This hardening guide is intended to be used with specific versions of the CIS Kubernetes Benchmark, Kubernetes, and Rancher:
Hardening Guide Version | Rancher Version | CIS Benchmark Version | Kubernetes Version
------------------------|----------------|-----------------------|------------------
Hardening Guide v2.4 | Rancher v2.4 | Benchmark v1.5 | Kubernetes 1.15
[Click here to download a PDF version of this document](https://releases.rancher.com/documents/security/2.4/Rancher_Hardening_Guide.pdf)
### Overview
This document provides prescriptive guidance for hardening a production installation of Rancher v2.4 with Kubernetes v1.15. It outlines the configurations required to address Kubernetes benchmark controls from the Center for Information Security (CIS).

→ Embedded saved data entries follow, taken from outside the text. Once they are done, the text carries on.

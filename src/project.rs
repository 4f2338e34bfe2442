//! Project model
//!
//! The host owns the files; the pipeline only ever reads a [`ProjectSnapshot`].

use serde::{Deserialize, Serialize};
use sha2::{Digest, Sha256};
use std::collections::BTreeMap;

use crate::config::PreviewConfig;

// ═══════════════════════════════════════════════════════════════════════════════
// FILE KINDS
// ═══════════════════════════════════════════════════════════════════════════════

#[derive(Debug, Clone, Copy, PartialEq, Eq, Hash, Serialize, Deserialize)]
#[serde(rename_all = "camelCase")]
pub enum FileKind {
    Markup,
    Stylesheet,
    Script,
    Data,
    Documentation,
    Other,
}

/// Extension of the last path segment, if it has one.
pub fn extension(path: &str) -> Option<&str> {
    let name = path.rsplit('/').next().unwrap_or(path);
    match name.rfind('.') {
        Some(0) | None => None,
        Some(idx) => Some(&name[idx + 1..]),
    }
}

impl FileKind {
    pub fn of(path: &str, config: &PreviewConfig) -> Self {
        let Some(ext) = extension(path) else {
            return Self::Other;
        };
        match ext.to_ascii_lowercase().as_str() {
            "html" | "htm" => Self::Markup,
            "css" => Self::Stylesheet,
            "ts" | "tsx" | "js" | "jsx" | "mjs" => Self::Script,
            "json" => Self::Data,
            "md" | "markdown" => Self::Documentation,
            _ if config.is_component_extension(ext) => Self::Script,
            _ => Self::Other,
        }
    }

    /// Files that get a module handle in application mode.
    pub fn is_loadable(self) -> bool {
        matches!(self, Self::Script | Self::Stylesheet)
    }
}

/// One file of a snapshot, borrowed.
#[derive(Debug, Clone, Copy, PartialEq, Eq)]
pub struct ProjectFile<'a> {
    pub path: &'a str,
    pub content: &'a str,
    pub kind: FileKind,
}

// ═══════════════════════════════════════════════════════════════════════════════
// SNAPSHOT
// ═══════════════════════════════════════════════════════════════════════════════

/// Ordered map of root-relative path to full file content.
#[derive(Debug, Clone, Default, PartialEq, Eq, Serialize, Deserialize)]
#[serde(transparent)]
pub struct ProjectSnapshot {
    files: BTreeMap<String, String>,
}

/// A whole-file write, as produced by an editor or an assistant.
#[derive(Debug, Clone, PartialEq, Eq, Serialize, Deserialize)]
#[serde(rename_all = "camelCase")]
pub struct FileChange {
    pub file_path: String,
    pub content: String,
}

fn normalize_key(path: &str) -> String {
    path.trim_start_matches('/').to_string()
}

impl ProjectSnapshot {
    pub fn new() -> Self {
        Self::default()
    }

    pub fn insert(&mut self, path: &str, content: impl Into<String>) {
        self.files.insert(normalize_key(path), content.into());
    }

    pub fn with_file(mut self, path: &str, content: impl Into<String>) -> Self {
        self.insert(path, content);
        self
    }

    pub fn get(&self, path: &str) -> Option<&str> {
        self.files
            .get(path.trim_start_matches('/'))
            .map(String::as_str)
    }

    pub fn contains(&self, path: &str) -> bool {
        self.files.contains_key(path.trim_start_matches('/'))
    }

    pub fn len(&self) -> usize {
        self.files.len()
    }

    pub fn is_empty(&self) -> bool {
        self.files.is_empty()
    }

    pub fn paths(&self) -> impl Iterator<Item = &str> {
        self.files.keys().map(String::as_str)
    }

    /// All files in path order, with their kind resolved against `config`.
    pub fn files<'a>(
        &'a self,
        config: &'a PreviewConfig,
    ) -> impl Iterator<Item = ProjectFile<'a>> + 'a {
        self.files.iter().map(move |(path, content)| ProjectFile {
            path,
            content,
            kind: FileKind::of(path, config),
        })
    }

    /// Writes every change and returns the first path that was not part of the
    /// project before, which is the file a host would select next.
    pub fn apply_changes(&mut self, changes: &[FileChange]) -> Option<String> {
        let mut first_new = None;
        for change in changes {
            let key = normalize_key(&change.file_path);
            if key.is_empty() {
                continue;
            }
            if first_new.is_none() && !self.files.contains_key(&key) {
                first_new = Some(key.clone());
            }
            self.files.insert(key, change.content.clone());
        }
        first_new
    }

    /// SHA-256 over every path and content, in path order.
    pub fn content_hash(&self) -> String {
        let mut hasher = Sha256::new();
        for (path, content) in &self.files {
            hasher.update((path.len() as u64).to_le_bytes());
            hasher.update(path.as_bytes());
            hasher.update((content.len() as u64).to_le_bytes());
            hasher.update(content.as_bytes());
        }
        format!("{:x}", hasher.finalize())
    }

    pub fn tree(&self) -> FileSystemNode {
        let mut root = FileSystemNode::Directory {
            name: "root".to_string(),
            children: Vec::new(),
        };
        for path in self.files.keys() {
            let parts: Vec<&str> = path.split('/').filter(|p| !p.is_empty()).collect();
            root.insert(&parts);
        }
        root.sort();
        root
    }
}

impl<K: AsRef<str>, V: Into<String>> FromIterator<(K, V)> for ProjectSnapshot {
    fn from_iter<I: IntoIterator<Item = (K, V)>>(iter: I) -> Self {
        let mut snapshot = Self::new();
        for (path, content) in iter {
            snapshot.insert(path.as_ref(), content);
        }
        snapshot
    }
}

// ═══════════════════════════════════════════════════════════════════════════════
// DIRECTORY TREE
// ═══════════════════════════════════════════════════════════════════════════════

#[derive(Debug, Clone, PartialEq, Eq, Serialize, Deserialize)]
#[serde(tag = "type", rename_all = "lowercase")]
pub enum FileSystemNode {
    File {
        name: String,
    },
    Directory {
        name: String,
        children: Vec<FileSystemNode>,
    },
}

impl FileSystemNode {
    pub fn name(&self) -> &str {
        match self {
            Self::File { name } | Self::Directory { name, .. } => name,
        }
    }

    fn insert(&mut self, parts: &[&str]) {
        let Self::Directory { children, .. } = self else {
            return;
        };
        match parts {
            [] => {}
            [file] => {
                if !children.iter().any(|c| c.name() == *file) {
                    children.push(Self::File {
                        name: file.to_string(),
                    });
                }
            }
            [dir, rest @ ..] => {
                let idx = match children
                    .iter()
                    .position(|c| matches!(c, Self::Directory { name, .. } if name.as_str() == *dir))
                {
                    Some(idx) => idx,
                    None => {
                        children.push(Self::Directory {
                            name: dir.to_string(),
                            children: Vec::new(),
                        });
                        children.len() - 1
                    }
                };
                children[idx].insert(rest);
            }
        }
    }

    /// Directories before files, then by name.
    fn sort(&mut self) {
        if let Self::Directory { children, .. } = self {
            children.sort_by(|a, b| {
                let a_dir = matches!(a, Self::Directory { .. });
                let b_dir = matches!(b, Self::Directory { .. });
                b_dir.cmp(&a_dir).then_with(|| a.name().cmp(b.name()))
            });
            for child in children.iter_mut() {
                child.sort();
            }
        }
    }
}
//! Virtual Module Resolver
//!
//! Builds the import map the sandbox resolves every specifier through. There is
//! no package manager and no file server: bare package names point at pinned
//! CDN builds, and every project script or stylesheet points at the handle of
//! its compiled module. The map is rebuilt from scratch on every pass.

use indexmap::IndexMap;
use serde::{Deserialize, Serialize};

use crate::error::Result;
use crate::project::FileKind;
use crate::resources::{HandleRegistry, ResourceHandle, ResourceHost, JAVASCRIPT_MIME};
use crate::transpile::TranspiledModule;

/// Pinned locations for the bare package names project code may import.
pub const EXTERNAL_IMPORTS: &[(&str, &str)] = &[
    ("react", "https://esm.sh/react@18.3.1"),
    ("react-dom/client", "https://esm.sh/react-dom@18.3.1/client"),
    ("react/jsx-runtime", "https://esm.sh/react@18.3.1/jsx-runtime"),
    ("@google/genai", "https://esm.sh/@google/genai"),
    ("marked", "https://esm.sh/marked@12.0.2"),
];

pub fn is_external_specifier(specifier: &str) -> bool {
    EXTERNAL_IMPORTS.iter().any(|(name, _)| *name == specifier)
}

/// Import map key for a project file.
pub fn internal_specifier(path: &str) -> String {
    format!("/{}", path.trim_start_matches('/'))
}

#[derive(Debug, Clone, Default, PartialEq, Eq, Serialize, Deserialize)]
pub struct ImportMap {
    imports: IndexMap<String, String>,
}

impl ImportMap {
    /// A map holding only the external table.
    pub fn with_externals() -> Self {
        let mut map = Self::default();
        for (name, url) in EXTERNAL_IMPORTS {
            map.imports.insert(name.to_string(), url.to_string());
        }
        map
    }

    pub fn insert_internal(&mut self, path: &str, handle: &ResourceHandle) {
        self.imports
            .insert(internal_specifier(path), handle.as_str().to_string());
    }

    pub fn get(&self, specifier: &str) -> Option<&str> {
        self.imports.get(specifier).map(String::as_str)
    }

    pub fn contains(&self, specifier: &str) -> bool {
        self.imports.contains_key(specifier)
    }

    pub fn len(&self) -> usize {
        self.imports.len()
    }

    pub fn is_empty(&self) -> bool {
        self.imports.is_empty()
    }

    pub fn iter(&self) -> impl Iterator<Item = (&str, &str)> {
        self.imports.iter().map(|(k, v)| (k.as_str(), v.as_str()))
    }

    /// `{"imports": {...}}`, ready for a `<script type="importmap">`.
    pub fn to_json(&self) -> Result<String> {
        Ok(serde_json::to_string(self)?)
    }
}

/// A transpiled file bound to the handle the sandbox loads it from.
#[derive(Debug, Clone, PartialEq, Eq)]
pub struct CompiledModule {
    pub path: String,
    pub kind: FileKind,
    pub code: String,
    pub handle: ResourceHandle,
}

/// Give every module one fresh handle and build the complete import map.
pub fn resolve_modules<H: ResourceHost + ?Sized>(
    modules: Vec<TranspiledModule>,
    registry: &mut HandleRegistry,
    host: &mut H,
) -> (ImportMap, Vec<CompiledModule>) {
    let mut import_map = ImportMap::with_externals();
    let mut compiled = Vec::with_capacity(modules.len());

    for module in modules {
        let handle = registry.allocate(host, module.code.clone(), JAVASCRIPT_MIME);
        import_map.insert_internal(&module.path, &handle);
        tracing::trace!(path = %module.path, handle = %handle, "registered module");
        compiled.push(CompiledModule {
            path: module.path,
            kind: module.kind,
            code: module.code,
            handle,
        });
    }

    (import_map, compiled)
}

For more detail about evaluating a hardened cluster against the official CIS benchmark, refer to the [CIS Benchmark Rancher Self-Assessment Guide - Rancher v2.4]({{< baseurl >}}/rancher/v2.x/en/security/benchmark-2.4/).
#### Known Issues
- Rancher **exec shell** and **view logs** for pods are **not** functional in a CIS 1.5 hardened setup when only public IP is provided when registering custom nodes. This functionality requires a private IP to be provided when registering the custom nodes.
- When setting the `default_pod_security_policy_template_id:` to `restricted` Rancher creates **RoleBindings** and **ClusterRoleBindings** on the default service accounts. The CIS 1.5 5.1.5 check requires the default service accounts have no roles or cluster roles bound to it apart from the defaults. In addition the default service accounts should be configured such that it does not provide a service account token and does not have any explicit rights assignments.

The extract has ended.